The 555 circuitry is an oscillator/timer (not a switch) that drives (turns on and off) the switch, the switch itself being the MOSFET or IGBT.

Quote
And yes we're using an IRFPG50.

That is the best approach if you want to achieve the quasi-stable mode of oscillation in the 555. The IRFPG50 has a relatively high inter-electrode capacitance, and this "enhances" disruptive feedback to the 555 through the Gate lead. 

Quote
Poynty - how does proximty to the MOSFET change things?  And should they be further apart or nearer?

Proximity of the 555 circuitry and associated wiring to the MOSFET and Resistive load can have a great effect on the stability of the 555 operation. The distance not only has an effect, but the actual orientation of all relative to one another, especially the 555's orientation and distance to the load and/or switch.

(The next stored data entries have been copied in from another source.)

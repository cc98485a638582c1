/// Joins class fragments, skipping empty ones and collapsing whitespace.
pub fn cn<'a, I, S>(parts: I) -> String
where
    I: IntoIterator<Item = S>,
    S: Into<Option<&'a str>>,
{
    parts
        .into_iter()
        .filter_map(Into::into)
        .flat_map(str::split_whitespace)
        .collect::<Vec<_>>()
        .join(" ")
}

#[cfg(test)]
mod tests {
    use super::cn;

    #[test]
    fn joins_and_skips_empty() {
        assert_eq!(cn(["a b", "", "c"]), "a b c");
        assert_eq!(cn([Some("py-12"), None, Some("  bg-primary \n")]), "py-12 bg-primary");
    }

    #[test]
    fn nothing_in_nothing_out() {
        assert_eq!(cn(Vec::<&str>::new()), "");
        assert_eq!(cn([None::<&str>]), "");
    }
}
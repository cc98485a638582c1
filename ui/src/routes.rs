use leptos::prelude::ClassAttribute;
use leptos::prelude::ElementChild;
use leptos::{component, view, IntoView};
use leptos_router::components::{Route, Routes};
use leptos_router::path;

use crate::pages::home::Landing;
use crate::pages::info::{Blog, Support};

#[component]
pub fn SiteRoutes() -> impl IntoView {
    view! {
      <Routes fallback=|| view! { <p class="pt-40 text-center">"404 – not found"</p> }>
        <Route path=path!("")          view=Landing />
        <Route path=path!("/support")  view=Support />
        <Route path=path!("/blog")     view=Blog    />
      </Routes>
    }
}
use serde::{Deserialize, Serialize};

/// Id the call-to-action button scrolls to when nobody overrides it.
pub const REQUEST_ACCESS_SECTION: &str = "request-access";

/// A named region of the landing page. The id doubles as the DOM anchor and
/// the url fragment, so it has to be unique within one header.
#[derive(Clone, Debug, PartialEq, Eq, Serialize, Deserialize)]
pub struct Section {
    pub id: String,
    pub label: String,
}

impl Section {
    pub fn new(id: impl Into<String>, label: impl Into<String>) -> Self {
        Self {
            id: id.into(),
            label: label.into(),
        }
    }

    pub fn aria_label(&self) -> String {
        format!("Navigate to {} section", self.label)
    }
}

pub fn default_sections() -> Vec<Section> {
    vec![
        Section::new("migrations", "Migrations"),
        Section::new("ai-copilot", "AI Co-Pilot"),
        Section::new("pricing", "Pricing"),
    ]
}

#[cfg(test)]
mod tests {
    use std::collections::HashSet;

    use super::*;

    #[test]
    fn default_ids_are_unique() {
        let sections = default_sections();
        let ids: HashSet<_> = sections.iter().map(|s| s.id.as_str()).collect();
        assert_eq!(ids.len(), sections.len());
        assert!(!ids.contains(REQUEST_ACCESS_SECTION));
    }

    #[test]
    fn aria_label_uses_label() {
        let s = Section::new("ai-copilot", "AI Co-Pilot");
        assert_eq!(s.aria_label(), "Navigate to AI Co-Pilot section");
    }

    #[test]
    fn sections_load_from_json() {
        let raw = r#"[{"id":"faq","label":"FAQ"}]"#;
        let sections: Vec<Section> = serde_json::from_str(raw).unwrap();
        assert_eq!(sections, vec![Section::new("faq", "FAQ")]);
    }
}
use leptos::children::ViewFn;
use leptos::prelude::*;

use crate::utils::cn;

pub const DEFAULT_TITLE: &str = "InMotion Cloud";
pub const DEFAULT_TAGLINE: &str = "The AI First Managed Cloud Platform";
pub const DEFAULT_COPYRIGHT: &str = "© 2025 InMotion Cloud. All Rights Reserved.";

const LINK_CLASS: &str = "underline hover:text-primary-foreground/80";

pub const LEGAL_LINKS: [(&str, &str); 3] = [
    (
        "Universal Terms of Service",
        "https://www.inmotionhosting.com/legal/universal-terms-of-service/",
    ),
    ("Privacy Policy", "https://www.inmotionhosting.com/legal/privacy-policy/"),
    ("Cookie Policy", "https://www.inmotionhosting.com/legal/cookie-policy/"),
];

fn non_blank(text: Option<String>) -> Option<String> {
    text.filter(|t| !t.trim().is_empty())
}

#[component]
fn DefaultLegalNotice() -> impl IntoView {
    let links = LEGAL_LINKS
        .iter()
        .map(|(label, href)| {
            view! {
                <a href=*href class=LINK_CLASS>{*label}</a>
                ", "
            }
        })
        .collect_view();

    view! {
        "By continuing to visit any webpage within this website, each visitor agrees to the use \
         of cookies and tracking technologies, and further agrees to abide by our "
        {links}
        "and any other terms and policies posted on this website. "
        <button
            type="button"
            class=cn([
                "ot-sdk-show-settings cookie-setting-link",
                LINK_CLASS,
                "focus-visible:outline-none focus-visible:ring-2",
                "focus-visible:ring-primary-foreground focus-visible:ring-offset-2",
                "focus-visible:ring-offset-primary rounded",
            ])
            aria-label="Manage cookie preferences"
        >
            "Cookie Settings"
        </button>
    }
}

#[component]
pub fn Footer(
    /// Blank or `None` omits the block, same for `tagline` and `copyright`.
    #[prop(default = Some(DEFAULT_TITLE.to_owned()))]
    title: Option<String>,
    #[prop(default = Some(DEFAULT_TAGLINE.to_owned()))] tagline: Option<String>,
    #[prop(default = Some(DEFAULT_COPYRIGHT.to_owned()))] copyright: Option<String>,
    /// Replaces the cookie/terms notice.
    #[prop(optional)]
    legal_notice: Option<ViewFn>,
    #[prop(default = true)] show_legal_notice: bool,
    #[prop(optional, into)] class: Option<String>,
    #[prop(optional, into)] container_class: Option<String>,
) -> impl IntoView {
    let title = non_blank(title).map(|t| view! { <div class="text-2xl font-bold mb-4">{t}</div> });
    let tagline = non_blank(tagline)
        .map(|t| view! { <div class="text-sm text-primary-foreground/80 mb-2">{t}</div> });
    let copyright = non_blank(copyright)
        .map(|t| view! { <div class="text-xs text-primary-foreground/60">{t}</div> });

    let legal = show_legal_notice.then(|| {
        let notice = match legal_notice {
            Some(f) => f.run(),
            None => view! { <DefaultLegalNotice/> }.into_any(),
        };
        view! {
            <div class="text-xs text-primary-foreground/60 mt-4 max-w-4xl mx-auto leading-relaxed">
                {notice}
            </div>
        }
    });

    view! {
        <footer class=cn([Some("py-12 bg-primary text-primary-foreground"), class.as_deref()])>
            <div class=cn([Some("container mx-auto px-6"), container_class.as_deref()])>
                <div class="text-center">
                    {title}
                    {tagline}
                    {copyright}
                    {legal}
                </div>
            </div>
        </footer>
    }
}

Electromagnetic Interference (EMI) increases greatly with frequency (or rise/fall times) and current. This setup can emit large amounts of EMI, especially if running above 100kHz, but the transients alone will wreak havoc on unshielded circuitry, such as your 555 oscillator. Running at only 2.4 kHz can still cause disruptive interference to the 555 due to high dV/dt.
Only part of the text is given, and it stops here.